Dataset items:
┌──

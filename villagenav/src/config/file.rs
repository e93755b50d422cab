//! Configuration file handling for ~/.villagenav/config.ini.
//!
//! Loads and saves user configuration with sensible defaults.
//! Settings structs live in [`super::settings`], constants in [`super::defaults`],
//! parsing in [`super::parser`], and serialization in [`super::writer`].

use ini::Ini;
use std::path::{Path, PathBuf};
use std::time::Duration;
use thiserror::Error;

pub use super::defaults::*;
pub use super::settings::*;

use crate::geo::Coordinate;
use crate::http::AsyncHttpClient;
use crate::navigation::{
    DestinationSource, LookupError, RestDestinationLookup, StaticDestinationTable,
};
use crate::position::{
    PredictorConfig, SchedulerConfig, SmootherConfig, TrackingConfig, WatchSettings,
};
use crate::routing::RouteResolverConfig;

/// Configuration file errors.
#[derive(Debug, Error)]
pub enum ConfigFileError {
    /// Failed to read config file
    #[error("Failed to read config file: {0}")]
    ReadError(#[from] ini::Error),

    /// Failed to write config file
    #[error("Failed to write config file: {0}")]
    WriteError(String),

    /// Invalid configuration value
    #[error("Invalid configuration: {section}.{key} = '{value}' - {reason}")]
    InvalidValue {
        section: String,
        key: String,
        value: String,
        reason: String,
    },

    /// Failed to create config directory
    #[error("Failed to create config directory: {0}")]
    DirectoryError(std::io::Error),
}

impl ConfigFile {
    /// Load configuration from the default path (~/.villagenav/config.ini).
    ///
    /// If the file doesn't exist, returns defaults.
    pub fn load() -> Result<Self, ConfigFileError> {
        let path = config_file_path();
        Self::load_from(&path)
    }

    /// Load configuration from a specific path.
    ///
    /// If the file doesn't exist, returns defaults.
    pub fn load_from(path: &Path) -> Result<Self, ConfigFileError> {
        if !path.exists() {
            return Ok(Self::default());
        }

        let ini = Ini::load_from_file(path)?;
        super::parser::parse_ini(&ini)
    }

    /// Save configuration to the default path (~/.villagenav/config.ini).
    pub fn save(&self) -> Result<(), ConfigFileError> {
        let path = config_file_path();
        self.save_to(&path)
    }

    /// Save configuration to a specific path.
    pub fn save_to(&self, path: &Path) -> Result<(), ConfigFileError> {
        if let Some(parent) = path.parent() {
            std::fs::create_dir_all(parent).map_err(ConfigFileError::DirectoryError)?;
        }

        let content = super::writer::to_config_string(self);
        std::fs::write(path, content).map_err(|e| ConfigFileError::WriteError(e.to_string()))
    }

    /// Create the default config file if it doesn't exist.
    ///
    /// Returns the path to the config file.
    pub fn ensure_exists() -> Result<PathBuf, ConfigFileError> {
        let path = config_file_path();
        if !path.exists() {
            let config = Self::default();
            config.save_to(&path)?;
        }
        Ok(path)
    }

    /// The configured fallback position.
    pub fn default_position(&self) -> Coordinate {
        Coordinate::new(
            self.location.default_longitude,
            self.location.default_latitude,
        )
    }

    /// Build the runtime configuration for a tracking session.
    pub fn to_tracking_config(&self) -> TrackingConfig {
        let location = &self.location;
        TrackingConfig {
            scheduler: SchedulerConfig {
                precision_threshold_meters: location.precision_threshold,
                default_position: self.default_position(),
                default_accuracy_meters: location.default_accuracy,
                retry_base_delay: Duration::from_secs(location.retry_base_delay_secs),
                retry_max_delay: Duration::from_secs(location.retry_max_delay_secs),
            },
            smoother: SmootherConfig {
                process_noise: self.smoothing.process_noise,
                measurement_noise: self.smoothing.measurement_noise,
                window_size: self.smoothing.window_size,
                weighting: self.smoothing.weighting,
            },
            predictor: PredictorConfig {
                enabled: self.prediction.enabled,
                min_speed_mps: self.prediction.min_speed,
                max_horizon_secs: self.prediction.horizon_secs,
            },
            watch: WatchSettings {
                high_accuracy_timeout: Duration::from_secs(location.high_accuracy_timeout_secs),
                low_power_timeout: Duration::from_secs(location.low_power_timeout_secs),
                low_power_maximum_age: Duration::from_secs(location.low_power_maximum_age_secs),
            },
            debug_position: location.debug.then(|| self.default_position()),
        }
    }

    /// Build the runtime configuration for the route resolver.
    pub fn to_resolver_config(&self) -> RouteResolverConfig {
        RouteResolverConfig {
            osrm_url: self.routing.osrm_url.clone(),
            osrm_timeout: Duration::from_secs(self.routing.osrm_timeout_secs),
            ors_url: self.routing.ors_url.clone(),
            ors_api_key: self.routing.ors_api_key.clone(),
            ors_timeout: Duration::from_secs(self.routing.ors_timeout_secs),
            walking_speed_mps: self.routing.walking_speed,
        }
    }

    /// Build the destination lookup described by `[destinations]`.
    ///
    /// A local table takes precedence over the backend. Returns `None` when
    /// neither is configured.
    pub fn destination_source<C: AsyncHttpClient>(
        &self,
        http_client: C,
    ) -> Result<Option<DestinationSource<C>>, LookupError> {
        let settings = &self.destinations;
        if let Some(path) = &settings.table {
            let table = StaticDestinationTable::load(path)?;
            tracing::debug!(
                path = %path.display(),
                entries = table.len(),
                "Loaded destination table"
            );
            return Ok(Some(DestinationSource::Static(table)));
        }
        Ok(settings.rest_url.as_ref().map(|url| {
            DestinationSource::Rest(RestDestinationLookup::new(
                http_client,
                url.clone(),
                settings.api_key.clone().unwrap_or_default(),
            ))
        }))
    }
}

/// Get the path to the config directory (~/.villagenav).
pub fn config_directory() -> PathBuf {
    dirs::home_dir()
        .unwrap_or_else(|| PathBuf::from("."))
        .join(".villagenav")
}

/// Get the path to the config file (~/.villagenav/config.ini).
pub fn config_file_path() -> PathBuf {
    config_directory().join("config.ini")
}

└──
┌──

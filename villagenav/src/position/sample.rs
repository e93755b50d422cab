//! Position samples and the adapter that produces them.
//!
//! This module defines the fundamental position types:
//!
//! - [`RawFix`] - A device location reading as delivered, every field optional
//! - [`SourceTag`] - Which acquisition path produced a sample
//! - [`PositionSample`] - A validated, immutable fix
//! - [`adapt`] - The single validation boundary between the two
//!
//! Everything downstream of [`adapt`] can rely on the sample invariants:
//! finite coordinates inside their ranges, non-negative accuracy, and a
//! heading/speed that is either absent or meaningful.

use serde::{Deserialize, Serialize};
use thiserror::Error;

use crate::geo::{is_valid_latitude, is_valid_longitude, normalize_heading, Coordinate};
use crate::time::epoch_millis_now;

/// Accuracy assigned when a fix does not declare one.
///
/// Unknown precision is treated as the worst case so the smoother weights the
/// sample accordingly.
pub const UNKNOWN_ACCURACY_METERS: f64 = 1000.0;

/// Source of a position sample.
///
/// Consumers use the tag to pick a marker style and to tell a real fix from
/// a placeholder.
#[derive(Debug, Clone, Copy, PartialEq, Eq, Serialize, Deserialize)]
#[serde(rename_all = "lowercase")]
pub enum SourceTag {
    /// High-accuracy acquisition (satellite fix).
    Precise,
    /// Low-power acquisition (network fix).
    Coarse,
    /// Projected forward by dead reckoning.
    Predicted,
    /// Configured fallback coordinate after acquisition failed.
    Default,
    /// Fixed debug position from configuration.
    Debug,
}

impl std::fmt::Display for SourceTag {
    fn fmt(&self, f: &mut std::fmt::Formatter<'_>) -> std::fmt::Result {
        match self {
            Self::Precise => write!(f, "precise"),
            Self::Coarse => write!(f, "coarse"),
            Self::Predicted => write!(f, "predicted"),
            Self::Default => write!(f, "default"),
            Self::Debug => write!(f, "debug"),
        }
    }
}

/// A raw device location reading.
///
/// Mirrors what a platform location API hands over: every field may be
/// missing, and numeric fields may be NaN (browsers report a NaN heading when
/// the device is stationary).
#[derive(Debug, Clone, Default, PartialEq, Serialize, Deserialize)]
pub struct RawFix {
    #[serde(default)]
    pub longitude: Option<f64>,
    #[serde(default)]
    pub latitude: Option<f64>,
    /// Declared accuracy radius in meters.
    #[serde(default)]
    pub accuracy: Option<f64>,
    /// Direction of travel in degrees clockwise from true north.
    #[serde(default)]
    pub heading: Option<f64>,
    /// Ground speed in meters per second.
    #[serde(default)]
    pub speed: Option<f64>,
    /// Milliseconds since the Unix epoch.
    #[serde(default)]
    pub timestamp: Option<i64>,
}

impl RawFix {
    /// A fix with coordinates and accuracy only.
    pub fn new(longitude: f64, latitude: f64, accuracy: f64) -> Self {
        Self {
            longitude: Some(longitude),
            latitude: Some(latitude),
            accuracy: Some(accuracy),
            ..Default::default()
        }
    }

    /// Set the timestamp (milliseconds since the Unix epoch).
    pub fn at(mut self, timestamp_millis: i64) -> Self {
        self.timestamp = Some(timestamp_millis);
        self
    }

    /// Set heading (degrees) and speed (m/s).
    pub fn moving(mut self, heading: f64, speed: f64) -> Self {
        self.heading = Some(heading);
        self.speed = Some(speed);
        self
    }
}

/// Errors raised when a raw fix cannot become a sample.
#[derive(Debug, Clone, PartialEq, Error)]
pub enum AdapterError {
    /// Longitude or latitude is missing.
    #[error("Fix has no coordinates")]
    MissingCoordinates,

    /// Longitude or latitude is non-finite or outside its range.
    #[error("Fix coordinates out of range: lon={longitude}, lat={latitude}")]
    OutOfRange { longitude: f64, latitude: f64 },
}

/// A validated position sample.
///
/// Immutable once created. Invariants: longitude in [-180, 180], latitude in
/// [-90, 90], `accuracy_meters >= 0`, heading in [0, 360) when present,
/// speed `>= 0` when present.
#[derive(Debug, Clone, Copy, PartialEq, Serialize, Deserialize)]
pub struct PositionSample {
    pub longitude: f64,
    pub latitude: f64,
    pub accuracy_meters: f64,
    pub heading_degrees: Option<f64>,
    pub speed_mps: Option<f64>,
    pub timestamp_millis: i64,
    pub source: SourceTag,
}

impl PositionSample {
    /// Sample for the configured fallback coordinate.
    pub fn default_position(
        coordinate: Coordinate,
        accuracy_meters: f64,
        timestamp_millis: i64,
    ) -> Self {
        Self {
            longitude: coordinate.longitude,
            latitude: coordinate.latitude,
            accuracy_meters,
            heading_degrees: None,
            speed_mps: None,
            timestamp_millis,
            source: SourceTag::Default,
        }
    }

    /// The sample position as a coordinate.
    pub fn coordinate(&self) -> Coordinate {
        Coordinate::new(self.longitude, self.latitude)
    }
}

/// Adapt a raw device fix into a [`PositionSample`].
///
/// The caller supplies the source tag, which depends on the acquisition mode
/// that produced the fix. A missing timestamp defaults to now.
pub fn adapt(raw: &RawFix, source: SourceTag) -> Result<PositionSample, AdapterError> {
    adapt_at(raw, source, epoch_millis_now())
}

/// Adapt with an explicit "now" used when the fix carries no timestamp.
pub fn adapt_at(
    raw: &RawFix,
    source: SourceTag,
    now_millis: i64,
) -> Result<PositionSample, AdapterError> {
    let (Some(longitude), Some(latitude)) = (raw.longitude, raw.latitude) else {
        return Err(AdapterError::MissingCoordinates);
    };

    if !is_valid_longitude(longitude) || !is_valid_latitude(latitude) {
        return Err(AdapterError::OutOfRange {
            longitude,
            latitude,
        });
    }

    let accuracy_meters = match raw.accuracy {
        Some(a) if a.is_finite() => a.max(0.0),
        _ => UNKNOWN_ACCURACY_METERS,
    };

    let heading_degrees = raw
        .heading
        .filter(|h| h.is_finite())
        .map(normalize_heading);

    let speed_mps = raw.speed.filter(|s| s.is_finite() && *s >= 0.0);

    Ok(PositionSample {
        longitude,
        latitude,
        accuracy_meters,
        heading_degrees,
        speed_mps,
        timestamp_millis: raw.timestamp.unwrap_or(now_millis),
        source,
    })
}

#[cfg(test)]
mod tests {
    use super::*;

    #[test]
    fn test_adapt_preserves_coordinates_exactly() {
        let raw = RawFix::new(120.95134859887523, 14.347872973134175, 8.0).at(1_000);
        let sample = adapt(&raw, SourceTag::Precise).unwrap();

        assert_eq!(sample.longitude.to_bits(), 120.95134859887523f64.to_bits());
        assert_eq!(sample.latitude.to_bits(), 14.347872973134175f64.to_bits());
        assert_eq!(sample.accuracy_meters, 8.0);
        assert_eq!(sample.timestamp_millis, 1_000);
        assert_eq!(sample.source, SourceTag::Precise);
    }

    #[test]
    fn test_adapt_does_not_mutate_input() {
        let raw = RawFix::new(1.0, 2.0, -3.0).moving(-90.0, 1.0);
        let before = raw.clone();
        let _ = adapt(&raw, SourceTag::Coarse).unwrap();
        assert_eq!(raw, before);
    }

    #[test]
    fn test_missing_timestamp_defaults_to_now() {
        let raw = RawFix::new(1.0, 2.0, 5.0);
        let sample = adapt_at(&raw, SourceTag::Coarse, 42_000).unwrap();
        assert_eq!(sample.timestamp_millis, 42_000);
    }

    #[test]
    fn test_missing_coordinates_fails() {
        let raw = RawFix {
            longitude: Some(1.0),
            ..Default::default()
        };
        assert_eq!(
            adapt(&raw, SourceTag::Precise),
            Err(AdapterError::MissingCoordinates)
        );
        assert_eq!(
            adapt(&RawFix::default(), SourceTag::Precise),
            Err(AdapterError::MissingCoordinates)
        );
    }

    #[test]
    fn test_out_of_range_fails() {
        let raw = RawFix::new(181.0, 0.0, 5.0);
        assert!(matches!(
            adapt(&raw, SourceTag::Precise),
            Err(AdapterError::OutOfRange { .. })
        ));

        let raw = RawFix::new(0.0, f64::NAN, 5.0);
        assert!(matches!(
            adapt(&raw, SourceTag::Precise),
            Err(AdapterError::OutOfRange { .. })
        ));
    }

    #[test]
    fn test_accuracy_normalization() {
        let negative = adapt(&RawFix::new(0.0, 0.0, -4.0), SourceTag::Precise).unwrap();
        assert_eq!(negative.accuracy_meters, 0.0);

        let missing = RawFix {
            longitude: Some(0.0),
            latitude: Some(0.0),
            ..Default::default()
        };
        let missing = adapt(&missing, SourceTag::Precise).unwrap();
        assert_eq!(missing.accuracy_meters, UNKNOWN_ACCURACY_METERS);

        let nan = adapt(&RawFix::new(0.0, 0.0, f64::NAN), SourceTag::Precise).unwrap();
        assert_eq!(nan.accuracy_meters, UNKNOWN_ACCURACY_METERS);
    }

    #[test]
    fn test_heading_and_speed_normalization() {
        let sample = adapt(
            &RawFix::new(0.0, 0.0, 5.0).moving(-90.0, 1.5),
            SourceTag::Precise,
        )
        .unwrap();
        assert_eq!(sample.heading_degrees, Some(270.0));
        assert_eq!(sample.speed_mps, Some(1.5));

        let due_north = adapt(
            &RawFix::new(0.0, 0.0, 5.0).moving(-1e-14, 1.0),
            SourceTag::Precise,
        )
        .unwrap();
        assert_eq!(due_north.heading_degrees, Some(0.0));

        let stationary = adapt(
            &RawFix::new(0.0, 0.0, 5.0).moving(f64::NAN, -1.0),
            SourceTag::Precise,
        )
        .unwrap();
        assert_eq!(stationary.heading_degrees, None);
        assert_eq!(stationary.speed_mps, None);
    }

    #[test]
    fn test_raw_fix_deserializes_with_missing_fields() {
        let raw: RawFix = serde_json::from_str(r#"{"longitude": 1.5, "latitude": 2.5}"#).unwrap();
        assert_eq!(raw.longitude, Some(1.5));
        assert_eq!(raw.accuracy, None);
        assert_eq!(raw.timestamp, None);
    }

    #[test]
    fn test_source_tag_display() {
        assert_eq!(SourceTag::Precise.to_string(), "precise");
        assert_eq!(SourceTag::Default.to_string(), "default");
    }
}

└──

> **WORK REQUIRED**
Return every line of the records in which the word "Predicted" is found.

> **EXPECTED ANSWER**
    Predicted,
            Self::Predicted => write!(f, "predicted"),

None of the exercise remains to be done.